** Data shown follows **
//! Runtime values and variable bindings

use std::{
    cell::RefCell,
    cmp::Ordering,
    fmt::{Display, Write},
    rc::Rc,
};

use indexmap::IndexMap;
use serde::{Deserialize, Serialize};

/// A value a template can print, iterate over or test
#[derive(Debug, Clone, Default, PartialEq, Serialize, Deserialize)]
#[serde(untagged)]
pub enum Value {
    #[default]
    Null,
    Bool(bool),
    Int(i64),
    Float(f64),
    String(String),
    List(Vec<Value>),
    Map(IndexMap<String, Value>),
}

impl Value {
    pub fn is_truthy(&self) -> bool {
        match self {
            Value::Null => false,
            Value::Bool(b) => *b,
            Value::Int(i) => *i != 0,
            Value::Float(f) => *f != 0.0,
            Value::String(s) => !s.is_empty() && s != "0",
            Value::List(l) => !l.is_empty(),
            Value::Map(m) => !m.is_empty(),
        }
    }

    pub fn type_name(&self) -> &'static str {
        match self {
            Value::Null => "null",
            Value::Bool(_) => "bool",
            Value::Int(_) => "int",
            Value::Float(_) => "float",
            Value::String(_) => "string",
            Value::List(_) => "list",
            Value::Map(_) => "map",
        }
    }

    pub fn as_str(&self) -> Option<&str> {
        match self {
            Value::String(s) => Some(s),
            _ => None,
        }
    }

    /// Numeric view used by comparisons and numeric filters
    pub fn as_f64(&self) -> Option<f64> {
        match self {
            Value::Bool(b) => Some(if *b { 1.0 } else { 0.0 }),
            Value::Int(i) => Some(*i as f64),
            Value::Float(f) => Some(*f),
            Value::String(s) => s.trim().parse().ok(),
            _ => None,
        }
    }

    /// Map key a value stands for when used as a subscript
    pub fn key(&self) -> String {
        self.to_string()
    }

    /// Looks up a list index or map key; anything missing is `Null`
    pub fn subscript(&self, key: &Value) -> Value {
        match (self, key) {
            (Value::List(list), Value::Int(index)) => usize::try_from(*index)
                .ok()
                .and_then(|index| list.get(index))
                .cloned()
                .unwrap_or_default(),
            (Value::List(list), Value::String(index)) => index
                .parse::<usize>()
                .ok()
                .and_then(|index| list.get(index))
                .cloned()
                .unwrap_or_default(),
            (Value::Map(map), key) => map.get(&key.key()).cloned().unwrap_or_default(),
            _ => Value::Null,
        }
    }

    /// Stores `value` under the chain of `keys`, creating maps where needed
    pub fn assign(&mut self, keys: &[Value], value: Value) {
        let (key, rest) = match keys.split_first() {
            Some(split) => split,
            None => {
                *self = value;
                return;
            }
        };
        if let (Value::List(list), Value::Int(index)) = (&mut *self, key) {
            if let Ok(index) = usize::try_from(*index) {
                if index == list.len() {
                    list.push(Value::Null);
                }
                if let Some(slot) = list.get_mut(index) {
                    slot.assign(rest, value);
                    return;
                }
            }
        }
        let map = match std::mem::take(self) {
            Value::Map(map) => map,
            Value::List(list) => list
                .into_iter()
                .enumerate()
                .map(|(index, item)| (index.to_string(), item))
                .collect(),
            _ => IndexMap::new(),
        };
        *self = Value::Map(map);
        if let Value::Map(map) = self {
            map.entry(key.key()).or_default().assign(rest, value);
        }
    }

    /// Loose equality: numbers compare by value, everything else by rendering
    pub fn loose_eq(&self, other: &Value) -> bool {
        match (self, other) {
            (Value::Null, Value::Null) => true,
            (Value::Bool(_), _) | (_, Value::Bool(_)) | (Value::Null, _) | (_, Value::Null) => {
                self.is_truthy() == other.is_truthy()
            }
            _ => match (self.as_f64(), other.as_f64()) {
                (Some(a), Some(b)) => a == b,
                _ => self.to_string() == other.to_string(),
            },
        }
    }

    pub fn compare(&self, other: &Value) -> Option<Ordering> {
        match (self.as_f64(), other.as_f64()) {
            (Some(a), Some(b)) => a.partial_cmp(&b),
            _ => match (self, other) {
                (Value::String(a), Value::String(b)) => Some(a.cmp(b)),
                _ => None,
            },
        }
    }

    /// Applies `f` to every string, descending into lists and maps
    pub fn try_map_strings<E>(self, f: &mut impl FnMut(Value) -> Result<Value, E>) -> Result<Value, E> {
        Ok(match self {
            Value::String(_) => f(self)?,
            Value::List(list) => Value::List(
                list.into_iter()
                    .map(|item| item.try_map_strings(f))
                    .collect::<Result<_, E>>()?,
            ),
            Value::Map(map) => Value::Map(
                map.into_iter()
                    .map(|(key, item)| Ok((key, item.try_map_strings(f)?)))
                    .collect::<Result<_, E>>()?,
            ),
            other => other,
        })
    }
}

fn write_joined<'a>(f: &mut std::fmt::Formatter<'_>, items: impl Iterator<Item = &'a Value>) -> std::fmt::Result {
    let mut glue = "";
    for item in items {
        f.write_str(glue)?;
        write!(f, "{}", item)?;
        glue = ", ";
    }
    Ok(())
}

impl Display for Value {
    fn fmt(&self, f: &mut std::fmt::Formatter<'_>) -> std::fmt::Result {
        match self {
            Value::Null => Ok(()),
            Value::Bool(true) => f.write_char('1'),
            Value::Bool(false) => Ok(()),
            Value::Int(i) => write!(f, "{}", i),
            Value::Float(x) => write!(f, "{}", x),
            Value::String(s) => f.write_str(s),
            Value::List(list) => write_joined(f, list.iter()),
            Value::Map(map) => write_joined(f, map.values()),
        }
    }
}

impl From<bool> for Value {
    fn from(value: bool) -> Self {
        Value::Bool(value)
    }
}

impl From<i64> for Value {
    fn from(value: i64) -> Self {
        Value::Int(value)
    }
}

impl From<i32> for Value {
    fn from(value: i32) -> Self {
        Value::Int(value.into())
    }
}

impl From<usize> for Value {
    fn from(value: usize) -> Self {
        i64::try_from(value).map_or(Value::Float(value as f64), Value::Int)
    }
}

impl From<f64> for Value {
    fn from(value: f64) -> Self {
        Value::Float(value)
    }
}

impl From<&str> for Value {
    fn from(value: &str) -> Self {
        Value::String(value.to_string())
    }
}

impl From<String> for Value {
    fn from(value: String) -> Self {
        Value::String(value)
    }
}

impl<T: Into<Value>> From<Vec<T>> for Value {
    fn from(value: Vec<T>) -> Self {
        Value::List(value.into_iter().map(Into::into).collect())
    }
}

impl<T: Into<Value>> From<Option<T>> for Value {
    fn from(value: Option<T>) -> Self {
        value.map_or(Value::Null, Into::into)
    }
}

impl From<IndexMap<String, Value>> for Value {
    fn from(value: IndexMap<String, Value>) -> Self {
        Value::Map(value)
    }
}

impl<K: Into<String>, V: Into<Value>> FromIterator<(K, V)> for Value {
    fn from_iter<I: IntoIterator<Item = (K, V)>>(iter: I) -> Self {
        Value::Map(iter.into_iter().map(|(k, v)| (k.into(), v.into())).collect())
    }
}

/// How a variable is held by a context or a block row
///
/// A shared binding aliases storage owned by the caller: the template reads the
/// value as it is when rendering, not when binding.
#[derive(Debug, Clone)]
pub enum Binding {
    Owned(Value),
    Shared(Rc<RefCell<Value>>),
}

impl Binding {
    pub fn get(&self) -> Value {
        match self {
            Binding::Owned(value) => value.clone(),
            Binding::Shared(cell) => cell.borrow().clone(),
        }
    }

    pub fn is_shared(&self) -> bool {
        matches!(self, Binding::Shared(_))
    }

    /// Assigns through the binding; shared storage is written in place
    pub fn assign(&mut self, keys: &[Value], value: Value) {
        match self {
            Binding::Owned(owned) => owned.assign(keys, value),
            Binding::Shared(cell) => cell.borrow_mut().assign(keys, value),
        }
    }
}

impl From<Value> for Binding {
    fn from(value: Value) -> Self {
        Binding::Owned(value)
    }
}

impl From<Rc<RefCell<Value>>> for Binding {
    fn from(cell: Rc<RefCell<Value>>) -> Self {
        Binding::Shared(cell)
    }
}

#[cfg(test)]
mod tests {
    use super::*;

    #[test]
    fn renders_like_text() {
        assert_eq!(Value::Null.to_string(), "");
        assert_eq!(Value::Bool(true).to_string(), "1");
        assert_eq!(Value::Float(2.5).to_string(), "2.5");
        assert_eq!(Value::from(vec!["a", "b"]).to_string(), "a, b");
    }

    #[test]
    fn subscripts() {
        let value: Value = [("list", Value::from(vec![1, 2])), ("name", Value::from("x"))]
            .into_iter()
            .collect();
        assert_eq!(value.subscript(&"name".into()), Value::from("x"));
        assert_eq!(value.subscript(&"list".into()).subscript(&1.into()), Value::Int(2));
        assert_eq!(value.subscript(&"missing".into()), Value::Null);
        assert_eq!(Value::from(vec![1]).subscript(&(-1).into()), Value::Null);
    }

    #[test]
    fn assigns_nested_keys() {
        let mut value = Value::Null;
        value.assign(&["a".into(), "b".into()], 1.into());
        assert_eq!(value.subscript(&"a".into()).subscript(&"b".into()), Value::Int(1));

        let mut list = Value::from(vec![1, 2]);
        list.assign(&[2.into()], 3.into());
        assert_eq!(list, Value::from(vec![1, 2, 3]));
        list.assign(&["x".into()], 4.into());
        assert_eq!(list.subscript(&"0".into()), Value::Int(1));
        assert_eq!(list.subscript(&"x".into()), Value::Int(4));
    }

    #[test]
    fn compares_loosely() {
        assert!(Value::from("3").loose_eq(&Value::Int(3)));
        assert!(Value::Null.loose_eq(&Value::from("")));
        assert!(!Value::from("a").loose_eq(&Value::from("b")));
        assert_eq!(Value::Int(2).compare(&Value::Float(2.5)), Some(Ordering::Less));
        assert_eq!(Value::from("b").compare(&Value::from("a")), Some(Ordering::Greater));
    }

    #[test]
    fn shared_bindings_read_through() {
        let cell = Rc::new(RefCell::new(Value::from("before")));
        let binding = Binding::from(cell.clone());
        *cell.borrow_mut() = Value::from("after");
        assert_eq!(binding.get(), Value::from("after"));
    }

    #[test]
    fn deserializes_from_json() {
        let value: Value = serde_json::from_str("{\"a\": [1, 2.5, \"x\", null, true]}").unwrap();
        assert_eq!(
            value.subscript(&"a".into()),
            Value::List(vec![
                Value::Int(1),
                Value::Float(2.5),
                Value::from("x"),
                Value::Null,
                Value::Bool(true)
            ])
        );
    }
}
** End of Data shown **
● Requirement: Quote exactly the first line of the data and every line after it through the one holding "over or test".

● Written response:
//! Runtime values and variable bindings

use std::{
    cell::RefCell,
    cmp::Ordering,
    fmt::{Display, Write},
    rc::Rc,
};

use indexmap::IndexMap;
use serde::{Deserialize, Serialize};

/// A value a template can print, iterate over or test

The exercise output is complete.